How does Canon announcing a very high pixel count sensor, intended for mostly science and industrial image acquisition, imply anything about "replicating the beauty of film" ...? 🤔 Really now.

G
Oh don’t worry, it will end up in cameras.
The Nikon d1 had 2.7 megapixels.
 
The pixel count is daft past 10mega in terms of definition. It’s just the light to dark ratio. But again, if I can’t see it, why do I want to see it in an exposed image? If it’s dark, then leave it dark. I am now going to be told I’m misinformed. And film is lovely, but just expensive these days.
 
Such possibilities. I wonder how they will handle colour. How fast will they process shots? Will storage keep pace or will there be some way to condense output in-camera. Will I still be alive, and will I care?
 
The pixel count is daft past 10mega in terms of definition. It’s just the light to dark ratio. But again, if I can’t see it, why do I want to see it in an exposed image? If it’s dark, then leave it dark. I am now going to be told I’m misinformed. And film is lovely, but just expensive these days.

I have a 100MP medium sensor and I can vouch that it extra MP's count for something.

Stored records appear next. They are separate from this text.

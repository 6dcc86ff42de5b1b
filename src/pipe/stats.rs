//! Tick statistics

use serde::Serialize;
use std::sync::atomic::{AtomicU64, Ordering};

/// Snapshot of a pipe's activity counters
#[derive(Debug, Clone, Copy, Default, PartialEq, Eq, Serialize)]
pub struct PipeStats {
    /// Ticks that ran to completion (including idle ones)
    pub ticks: u64,
    /// Ticks on which no input yielded a value
    pub idle_ticks: u64,
    /// Ticks on which a value was found and fanned out
    pub values_delivered: u64,
    /// Individual input poll calls
    pub input_polls: u64,
    /// Individual output deliver calls
    pub output_calls: u64,
}

impl PipeStats {
    /// Fraction of completed ticks that found a value, `0.0` before any tick.
    pub fn hit_rate(&self) -> f64 {
        if self.ticks == 0 {
            0.0
        } else {
            self.values_delivered as f64 / self.ticks as f64
        }
    }
}

/// Live counters, updated by the worker without taking the pipe lock.
#[derive(Debug, Default)]
pub(crate) struct Counters {
    ticks: AtomicU64,
    idle_ticks: AtomicU64,
    values_delivered: AtomicU64,
    input_polls: AtomicU64,
    output_calls: AtomicU64,
}

impl Counters {
    pub(crate) fn record_poll(&self) {
        self.input_polls.fetch_add(1, Ordering::Relaxed);
    }

    pub(crate) fn record_idle_tick(&self) {
        self.idle_ticks.fetch_add(1, Ordering::Relaxed);
        self.ticks.fetch_add(1, Ordering::Release);
    }

    pub(crate) fn record_delivery(&self, outputs: usize) {
        self.output_calls
            .fetch_add(outputs as u64, Ordering::Relaxed);
        self.values_delivered.fetch_add(1, Ordering::Relaxed);
        self.ticks.fetch_add(1, Ordering::Release);
    }

    pub(crate) fn snapshot(&self) -> PipeStats {
        PipeStats {
            ticks: self.ticks.load(Ordering::Acquire),
            idle_ticks: self.idle_ticks.load(Ordering::Relaxed),
            values_delivered: self.values_delivered.load(Ordering::Relaxed),
            input_polls: self.input_polls.load(Ordering::Relaxed),
            output_calls: self.output_calls.load(Ordering::Relaxed),
        }
    }
}

#[cfg(test)]
mod tests {
    use super::*;

    #[test]
    fn test_counters_snapshot() {
        let counters = Counters::default();
        counters.record_poll();
        counters.record_poll();
        counters.record_idle_tick();
        counters.record_poll();
        counters.record_delivery(3);

        let stats = counters.snapshot();
        assert_eq!(stats.ticks, 2);
        assert_eq!(stats.idle_ticks, 1);
        assert_eq!(stats.values_delivered, 1);
        assert_eq!(stats.input_polls, 3);
        assert_eq!(stats.output_calls, 3);
        assert!((stats.hit_rate() - 0.5).abs() < f64::EPSILON);
    }

    #[test]
    fn test_hit_rate_before_any_tick() {
        assert_eq!(PipeStats::default().hit_rate(), 0.0);
    }
}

Here is a night shot with the 100MP at ISO 12,800 and it is well defined in detail, micro-contrast and color.

 
This chip will further enable public surveillance and face recognition in crowds and public spaces. I’d guess that’s a growing market. You could certainly make some impressively large prints if it ends up in a camera with a lens and stabilisation that’s a good match for it. The landscaper in me would love something like that, even if I could never afford it.
 
The Nikon D1 used a 10MPixel Sony CCD, pixel-binned 4:1.

Canon introduced a 120MPixel APS-C sensor years (2018?) ago. My friend at work was given one to test.

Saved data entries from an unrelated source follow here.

//! Integration tests for input polling
//!
//! These tests validate:
//! - Round-robin rotation of the starting input
//! - Falling through to the next input when one has nothing
//! - Idle ticks with no inputs, or only empty inputs
//! - Registering inputs and outputs on a running pipe

mod common;

use common::builders::PipeBuilder;
use common::recorders::{counting_input, tripwire, Recorder};
use common::{test_timeout, wait_until};
use faucet_rs::{Context, Pipe};
use std::sync::atomic::{AtomicI64, Ordering};
use std::thread;
use std::time::Duration;

#[test]
fn test_round_robin_ping_pong() {
    let pipe: Pipe<i64> = Pipe::named("ping-pong");

    let x = AtomicI64::new(0);
    pipe.add_input(move |_| Ok(Some(x.fetch_add(1, Ordering::SeqCst) + 1)));
    let y = AtomicI64::new(0);
    pipe.add_input(move |_| Ok(Some(y.fetch_sub(1, Ordering::SeqCst) - 1)));

    let recorder = Recorder::new();
    pipe.add_output_sink(recorder.clone());

    pipe.start(&Context::background(), Duration::from_millis(1));
    assert!(wait_until(test_timeout(), || recorder.len() >= 10));
    pipe.stop();
    pipe.done().wait();

    assert!(pipe.err().is_none());
    let values = recorder.values();
    for (i, value) in values.iter().enumerate() {
        let round = (i / 2) as i64 + 1;
        let expected = if i % 2 == 0 { round } else { -round };
        assert_eq!(*value, expected, "tick {} delivered {:?}", i, values);
    }
}

#[test]
fn test_fallback_inputs() {
    let pipe = PipeBuilder::new("fallback")
        .not_found()
        .found(1)
        .not_found()
        .found(2)
        .not_found()
        .found(3)
        .build();

    let recorder = Recorder::new();
    pipe.add_output_sink(recorder.clone());

    pipe.start(&Context::background(), Duration::from_millis(1));
    assert!(wait_until(test_timeout(), || recorder.len() >= 20));
    pipe.stop();
    pipe.done().wait();

    assert!(pipe.err().is_none());
    let pattern = [1, 1, 2, 2, 3, 3];
    for (i, value) in recorder.values().iter().enumerate() {
        assert_eq!(*value, pattern[i % pattern.len()], "tick {}", i);
    }
}

#[test]
fn test_rotation_starts_at_next_input_each_tick() {
    let pipe: Pipe<usize> = Pipe::new();
    let first_polled = Recorder::new();

    for index in 0..3 {
        let log = first_polled.clone();
        pipe.add_input(move |_| {
            log.push(index);
            Ok(Some(index))
        });
    }

    pipe.start(&Context::background(), Duration::from_millis(1));
    assert!(wait_until(test_timeout(), || first_polled.len() >= 9));
    pipe.stop();
    pipe.done().wait();

    // Every input is found, so each tick polls exactly one: the rotation start.
    let polled = first_polled.values();
    for (tick, index) in polled.iter().enumerate() {
        assert_eq!(*index, tick % 3, "polled order {:?}", polled);
    }
    assert_eq!(pipe.stats().input_polls, polled.len() as u64);
}

#[test]
fn test_no_inputs_is_idle() {
    let pipe: Pipe<u32> = Pipe::new();
    let (called, output) = tripwire();
    pipe.add_output(output);

    pipe.start(&Context::background(), Duration::from_millis(1));
    assert!(wait_until(test_timeout(), || pipe.stats().ticks >= 10));
    pipe.stop();
    pipe.done().wait();

    assert!(pipe.err().is_none());
    assert!(!called.load(Ordering::SeqCst));

    let stats = pipe.stats();
    assert_eq!(stats.ticks, stats.idle_ticks);
    assert_eq!(stats.input_polls, 0);
    assert_eq!(stats.output_calls, 0);
}

#[test]
fn test_not_found_inputs_are_idle() {
    let pipe = PipeBuilder::<u32>::new("empty")
        .not_found()
        .not_found()
        .not_found()
        .build();
    let (called, output) = tripwire();
    pipe.add_output(output);

    pipe.start(&Context::background(), Duration::from_millis(1));
    assert!(wait_until(test_timeout(), || pipe.stats().ticks >= 10));
    pipe.stop();
    pipe.done().wait();

    assert!(pipe.err().is_none());
    assert!(!called.load(Ordering::SeqCst));

    let stats = pipe.stats();
    assert_eq!(stats.values_delivered, 0);
    assert_eq!(stats.input_polls, stats.ticks * 3);
}

#[test]
fn test_no_outputs() {
    let pipe: Pipe<u64> = Pipe::new();
    pipe.add_input(counting_input());

    pipe.start(&Context::background(), Duration::from_millis(150));
    thread::sleep(Duration::from_millis(50));
    pipe.stop();
    pipe.done().wait();

    assert!(pipe.err().is_none());
    let stats = pipe.stats();
    assert_eq!(stats.values_delivered, 1, "only the immediate first tick ran");
    assert_eq!(stats.output_calls, 0);
}

#[test]
fn test_add_after_start() {
    let pipe: Pipe<bool> = Pipe::new();
    pipe.start(&Context::background(), Duration::from_millis(1));

    thread::sleep(Duration::from_millis(50));
    assert_eq!(pipe.stats().values_delivered, 0);

    let polled = Recorder::new();
    let log = polled.clone();
    pipe.add_input(move |_| {
        log.push(());
        Ok(Some(true))
    });

    let delivered = Recorder::new();
    pipe.add_output_sink(delivered.clone());

    assert!(wait_until(test_timeout(), || !polled.is_empty()));
    assert!(wait_until(test_timeout(), || !delivered.is_empty()));

    pipe.stop();
    pipe.done().wait();

    assert!(pipe.err().is_none());
    assert!(delivered.values().iter().all(|v| *v));
}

My work funded development of a 100MPixel CCD almost 25 years ago.
It was Monochrome.
 
What I meant is that Nikons have now 50+ mp, it’s a big marketing point
So what? Why does that matter?

I mean, if you prefer how film looks, why make negative comments on some random ultrahigh resolution digital sensor that isn't even in a camera yet? There's no need to arbitrarily sneer at a thing just because you prefer something else.

G
 
The Nikon D1 used a 10MPixel Sony CCD, pixel-binned 4:1.

Canon introduced a 120MPixel APS-C sensor years (2018?) ago. My friend at work was given one to test.


My work funded development of a 100MPixel CCD almost 25 years ago.
It was Monochrome.

My SWAG is that this was in pursuit of better images. Size matters. ;o)
 
Last edited:
My pinhead view of the 410MP sensor is that now the challenge is the lens before it. Can the lens capture the details the sensor can translate into an image?? I have no doubt that speciality lenses can do this but can lenses be made for the commercial and hobbyist photo market at a price mere mortals can afford along with this monster sensor?? Tape at 11:00.
 
Last edited:
The landscaper in me would love something like that, even if I could never afford it.
You can get roughly 200 or 400 megapixel landscape images for relatively low cost. A couple of examples....

My S1R in high resolution mode is 187 megapixels and unlike the Canon chip has full RGB information at every pixel location. The camera does all the combining itself and maybe adds 20ish seconds to the processes and it spits out a raw file with all that info.

The Fuji GFX cameras have pixel shift that will get you 400 megapixels with full color at every location too. You have to run special software on a computer to create the high resolution file though which adds more time to the process. I don't think Fuji has integrated that into the cameras yet.